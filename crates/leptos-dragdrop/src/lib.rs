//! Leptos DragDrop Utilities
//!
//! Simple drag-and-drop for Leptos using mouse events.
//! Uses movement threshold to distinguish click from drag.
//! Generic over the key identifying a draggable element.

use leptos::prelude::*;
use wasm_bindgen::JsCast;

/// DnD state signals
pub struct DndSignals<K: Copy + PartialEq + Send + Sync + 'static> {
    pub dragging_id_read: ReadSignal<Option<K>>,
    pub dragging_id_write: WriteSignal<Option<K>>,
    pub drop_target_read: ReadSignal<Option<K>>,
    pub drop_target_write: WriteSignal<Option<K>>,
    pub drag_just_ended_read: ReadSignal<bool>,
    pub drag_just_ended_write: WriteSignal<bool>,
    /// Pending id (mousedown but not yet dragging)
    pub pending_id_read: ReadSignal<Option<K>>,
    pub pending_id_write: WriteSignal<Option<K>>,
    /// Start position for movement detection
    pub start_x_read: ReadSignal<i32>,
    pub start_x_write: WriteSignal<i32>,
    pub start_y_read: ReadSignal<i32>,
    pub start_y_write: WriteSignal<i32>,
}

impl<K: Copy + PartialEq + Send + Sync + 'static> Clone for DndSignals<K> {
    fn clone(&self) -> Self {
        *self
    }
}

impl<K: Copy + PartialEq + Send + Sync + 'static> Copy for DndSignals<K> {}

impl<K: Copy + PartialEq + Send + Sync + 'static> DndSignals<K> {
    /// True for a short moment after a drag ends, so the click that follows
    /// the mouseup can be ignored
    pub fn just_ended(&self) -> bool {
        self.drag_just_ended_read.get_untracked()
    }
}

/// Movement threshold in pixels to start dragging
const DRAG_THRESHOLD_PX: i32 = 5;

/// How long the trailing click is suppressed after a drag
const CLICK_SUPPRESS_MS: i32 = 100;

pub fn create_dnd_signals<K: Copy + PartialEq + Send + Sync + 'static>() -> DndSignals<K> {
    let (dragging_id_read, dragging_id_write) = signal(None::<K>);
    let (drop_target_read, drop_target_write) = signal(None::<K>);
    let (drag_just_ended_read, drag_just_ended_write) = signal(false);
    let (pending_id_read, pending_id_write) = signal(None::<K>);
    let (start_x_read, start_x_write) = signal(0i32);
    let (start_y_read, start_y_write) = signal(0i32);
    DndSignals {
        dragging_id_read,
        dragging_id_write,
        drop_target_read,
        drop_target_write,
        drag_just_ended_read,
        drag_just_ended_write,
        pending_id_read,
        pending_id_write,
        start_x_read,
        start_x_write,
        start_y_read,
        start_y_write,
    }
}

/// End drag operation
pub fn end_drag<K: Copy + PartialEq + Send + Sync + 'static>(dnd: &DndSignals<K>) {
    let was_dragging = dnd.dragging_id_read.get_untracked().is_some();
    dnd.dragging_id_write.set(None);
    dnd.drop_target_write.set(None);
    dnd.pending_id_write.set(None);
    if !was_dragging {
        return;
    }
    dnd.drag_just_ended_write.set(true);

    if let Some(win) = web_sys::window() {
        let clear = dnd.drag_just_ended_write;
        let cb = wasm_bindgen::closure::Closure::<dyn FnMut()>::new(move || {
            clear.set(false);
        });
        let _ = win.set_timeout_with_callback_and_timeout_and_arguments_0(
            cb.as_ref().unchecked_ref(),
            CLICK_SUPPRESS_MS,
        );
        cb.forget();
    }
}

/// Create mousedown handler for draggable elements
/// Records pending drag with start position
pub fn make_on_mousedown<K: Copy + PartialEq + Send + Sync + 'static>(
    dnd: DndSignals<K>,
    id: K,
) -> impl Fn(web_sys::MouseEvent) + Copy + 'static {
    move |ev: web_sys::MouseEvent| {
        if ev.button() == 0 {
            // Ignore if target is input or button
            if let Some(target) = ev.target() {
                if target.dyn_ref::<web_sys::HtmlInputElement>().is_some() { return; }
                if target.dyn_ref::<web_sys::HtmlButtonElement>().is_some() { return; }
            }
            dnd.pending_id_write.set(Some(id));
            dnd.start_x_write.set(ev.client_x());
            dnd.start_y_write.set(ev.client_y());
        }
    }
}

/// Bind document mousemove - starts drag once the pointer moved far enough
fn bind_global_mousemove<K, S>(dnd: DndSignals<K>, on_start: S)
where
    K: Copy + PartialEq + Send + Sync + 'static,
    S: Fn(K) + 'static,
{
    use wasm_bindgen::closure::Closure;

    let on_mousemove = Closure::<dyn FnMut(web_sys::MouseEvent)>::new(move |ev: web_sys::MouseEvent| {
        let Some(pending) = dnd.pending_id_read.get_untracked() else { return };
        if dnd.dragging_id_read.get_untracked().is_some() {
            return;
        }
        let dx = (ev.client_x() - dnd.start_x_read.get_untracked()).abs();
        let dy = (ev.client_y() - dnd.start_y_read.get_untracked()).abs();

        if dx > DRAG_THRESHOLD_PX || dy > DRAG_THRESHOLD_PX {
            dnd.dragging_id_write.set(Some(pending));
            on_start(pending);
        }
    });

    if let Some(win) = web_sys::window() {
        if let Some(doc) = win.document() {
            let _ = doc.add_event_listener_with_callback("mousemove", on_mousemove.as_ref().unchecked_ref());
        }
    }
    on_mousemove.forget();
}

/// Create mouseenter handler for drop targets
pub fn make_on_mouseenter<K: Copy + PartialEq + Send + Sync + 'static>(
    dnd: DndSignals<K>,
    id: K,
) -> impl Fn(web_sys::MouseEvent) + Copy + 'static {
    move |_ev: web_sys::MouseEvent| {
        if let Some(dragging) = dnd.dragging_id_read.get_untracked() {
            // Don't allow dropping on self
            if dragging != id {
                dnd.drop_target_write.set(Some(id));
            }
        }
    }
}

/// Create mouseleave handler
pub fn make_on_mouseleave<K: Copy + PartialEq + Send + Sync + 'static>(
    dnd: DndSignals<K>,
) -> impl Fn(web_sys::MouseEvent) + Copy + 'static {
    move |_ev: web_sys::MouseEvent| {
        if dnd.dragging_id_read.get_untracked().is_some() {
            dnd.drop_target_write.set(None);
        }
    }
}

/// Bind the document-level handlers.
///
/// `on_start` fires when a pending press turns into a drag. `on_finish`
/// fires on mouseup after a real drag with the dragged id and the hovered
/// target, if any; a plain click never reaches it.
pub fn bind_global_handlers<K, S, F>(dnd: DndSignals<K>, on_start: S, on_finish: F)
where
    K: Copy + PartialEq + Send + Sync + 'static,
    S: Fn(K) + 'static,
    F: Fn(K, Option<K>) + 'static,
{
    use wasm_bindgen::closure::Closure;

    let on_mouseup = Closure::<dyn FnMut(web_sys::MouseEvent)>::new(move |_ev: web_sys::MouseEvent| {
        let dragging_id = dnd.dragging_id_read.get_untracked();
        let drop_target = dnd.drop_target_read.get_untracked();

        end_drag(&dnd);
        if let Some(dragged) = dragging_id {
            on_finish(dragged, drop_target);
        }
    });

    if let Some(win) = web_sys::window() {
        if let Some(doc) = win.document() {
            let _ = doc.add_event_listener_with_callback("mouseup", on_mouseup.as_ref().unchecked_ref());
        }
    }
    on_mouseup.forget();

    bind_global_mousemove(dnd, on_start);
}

════════

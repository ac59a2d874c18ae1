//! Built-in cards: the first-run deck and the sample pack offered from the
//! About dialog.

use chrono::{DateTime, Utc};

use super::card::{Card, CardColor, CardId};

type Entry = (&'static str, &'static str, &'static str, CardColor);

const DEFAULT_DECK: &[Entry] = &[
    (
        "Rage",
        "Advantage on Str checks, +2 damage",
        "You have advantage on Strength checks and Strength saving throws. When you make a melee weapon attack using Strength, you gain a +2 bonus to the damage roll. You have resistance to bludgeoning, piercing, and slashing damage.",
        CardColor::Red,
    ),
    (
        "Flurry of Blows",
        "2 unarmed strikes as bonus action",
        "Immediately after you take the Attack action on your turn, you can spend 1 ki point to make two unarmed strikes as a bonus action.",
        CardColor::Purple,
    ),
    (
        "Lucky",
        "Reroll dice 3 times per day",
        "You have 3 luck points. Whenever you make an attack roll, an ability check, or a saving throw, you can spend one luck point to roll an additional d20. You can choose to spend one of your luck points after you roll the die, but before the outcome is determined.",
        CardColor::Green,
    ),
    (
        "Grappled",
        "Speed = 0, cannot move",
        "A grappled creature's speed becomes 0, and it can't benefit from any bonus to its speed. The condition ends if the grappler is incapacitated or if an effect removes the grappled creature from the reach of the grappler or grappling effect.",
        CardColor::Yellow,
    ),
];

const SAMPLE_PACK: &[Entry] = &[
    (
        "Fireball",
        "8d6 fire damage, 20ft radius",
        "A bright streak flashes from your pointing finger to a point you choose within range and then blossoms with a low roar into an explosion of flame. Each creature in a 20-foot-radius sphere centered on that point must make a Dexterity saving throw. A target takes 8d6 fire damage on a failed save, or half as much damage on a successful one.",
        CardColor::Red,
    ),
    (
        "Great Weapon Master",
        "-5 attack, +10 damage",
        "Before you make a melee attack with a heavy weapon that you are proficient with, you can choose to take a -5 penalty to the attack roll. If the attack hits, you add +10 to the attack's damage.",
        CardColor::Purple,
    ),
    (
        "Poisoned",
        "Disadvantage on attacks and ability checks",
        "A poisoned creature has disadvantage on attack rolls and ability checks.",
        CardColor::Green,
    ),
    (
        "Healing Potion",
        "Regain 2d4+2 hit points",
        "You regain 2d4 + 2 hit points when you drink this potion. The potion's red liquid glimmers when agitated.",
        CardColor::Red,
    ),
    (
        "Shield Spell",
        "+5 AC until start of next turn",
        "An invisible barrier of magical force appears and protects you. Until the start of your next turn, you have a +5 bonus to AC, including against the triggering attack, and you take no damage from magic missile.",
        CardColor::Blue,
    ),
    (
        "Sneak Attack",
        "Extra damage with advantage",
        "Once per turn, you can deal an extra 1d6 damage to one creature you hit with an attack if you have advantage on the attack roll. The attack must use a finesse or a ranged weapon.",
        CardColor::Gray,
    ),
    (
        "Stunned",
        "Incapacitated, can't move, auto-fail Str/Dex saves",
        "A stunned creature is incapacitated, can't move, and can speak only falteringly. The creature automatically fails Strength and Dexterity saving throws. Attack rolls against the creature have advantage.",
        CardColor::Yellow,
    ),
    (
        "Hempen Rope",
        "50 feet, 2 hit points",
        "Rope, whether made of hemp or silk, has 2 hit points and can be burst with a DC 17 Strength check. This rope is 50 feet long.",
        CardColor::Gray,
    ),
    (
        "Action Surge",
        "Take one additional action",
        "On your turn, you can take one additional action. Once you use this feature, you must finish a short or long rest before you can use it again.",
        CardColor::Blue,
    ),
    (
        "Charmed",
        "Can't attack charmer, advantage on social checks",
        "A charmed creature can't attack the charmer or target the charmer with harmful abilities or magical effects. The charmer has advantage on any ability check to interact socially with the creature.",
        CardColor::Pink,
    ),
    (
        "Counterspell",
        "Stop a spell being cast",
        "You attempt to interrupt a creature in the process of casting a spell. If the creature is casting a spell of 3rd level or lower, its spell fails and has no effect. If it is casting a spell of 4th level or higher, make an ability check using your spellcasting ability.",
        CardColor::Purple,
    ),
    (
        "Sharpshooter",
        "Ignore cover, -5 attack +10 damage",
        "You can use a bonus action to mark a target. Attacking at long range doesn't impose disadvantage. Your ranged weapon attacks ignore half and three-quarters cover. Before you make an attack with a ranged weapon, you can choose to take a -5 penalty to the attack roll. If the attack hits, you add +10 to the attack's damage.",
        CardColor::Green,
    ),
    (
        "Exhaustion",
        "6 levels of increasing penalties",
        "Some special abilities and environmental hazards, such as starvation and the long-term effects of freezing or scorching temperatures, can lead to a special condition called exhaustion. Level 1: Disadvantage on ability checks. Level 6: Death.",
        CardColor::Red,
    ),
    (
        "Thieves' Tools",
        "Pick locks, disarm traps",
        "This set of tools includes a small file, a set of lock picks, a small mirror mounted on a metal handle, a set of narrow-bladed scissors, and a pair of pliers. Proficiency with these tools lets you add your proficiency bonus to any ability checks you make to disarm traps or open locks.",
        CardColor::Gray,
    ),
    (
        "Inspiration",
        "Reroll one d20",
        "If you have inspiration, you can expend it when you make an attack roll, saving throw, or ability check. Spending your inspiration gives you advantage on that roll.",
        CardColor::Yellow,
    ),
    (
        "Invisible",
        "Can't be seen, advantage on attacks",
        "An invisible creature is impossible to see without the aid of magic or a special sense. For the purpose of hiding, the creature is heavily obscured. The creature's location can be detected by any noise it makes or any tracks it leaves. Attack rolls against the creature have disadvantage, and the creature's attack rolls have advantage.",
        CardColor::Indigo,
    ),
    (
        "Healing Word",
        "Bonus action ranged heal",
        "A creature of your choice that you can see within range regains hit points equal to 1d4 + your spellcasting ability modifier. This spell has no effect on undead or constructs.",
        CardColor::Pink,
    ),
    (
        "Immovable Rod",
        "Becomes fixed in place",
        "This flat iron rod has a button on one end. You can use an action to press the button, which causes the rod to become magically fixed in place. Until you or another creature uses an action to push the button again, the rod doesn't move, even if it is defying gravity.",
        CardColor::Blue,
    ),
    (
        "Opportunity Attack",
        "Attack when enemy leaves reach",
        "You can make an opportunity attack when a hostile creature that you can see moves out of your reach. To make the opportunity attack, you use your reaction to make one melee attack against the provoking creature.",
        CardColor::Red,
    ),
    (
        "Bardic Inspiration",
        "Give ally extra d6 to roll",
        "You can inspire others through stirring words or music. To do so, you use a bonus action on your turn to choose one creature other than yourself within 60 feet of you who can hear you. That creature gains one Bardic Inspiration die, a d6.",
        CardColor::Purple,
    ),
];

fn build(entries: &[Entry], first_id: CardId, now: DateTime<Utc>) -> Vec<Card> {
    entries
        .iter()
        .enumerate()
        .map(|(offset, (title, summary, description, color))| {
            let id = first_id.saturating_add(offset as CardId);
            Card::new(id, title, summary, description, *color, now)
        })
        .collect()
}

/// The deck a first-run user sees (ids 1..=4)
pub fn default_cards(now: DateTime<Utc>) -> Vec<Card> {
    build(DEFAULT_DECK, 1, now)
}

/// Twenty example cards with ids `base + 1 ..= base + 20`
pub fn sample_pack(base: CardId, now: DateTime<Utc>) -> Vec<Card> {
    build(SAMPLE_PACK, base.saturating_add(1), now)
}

════════

#### [INSTRUCTIONS TO FOLLOW]
Your task is to restate, word for word, only those lines above that fall between the line holding "filename crates/leptos-dragdrop/src/lib.rs" and the line holding "use leptos::prelude::*;", inclusive.

#### [ANSWER TO THE PROBLEM]
filename crates/leptos-dragdrop/src/lib.rs
//! Leptos DragDrop Utilities
//!
//! Simple drag-and-drop for Leptos using mouse events.
//! Uses movement threshold to distinguish click from drag.
//! Generic over the key identifying a draggable element.

use leptos::prelude::*;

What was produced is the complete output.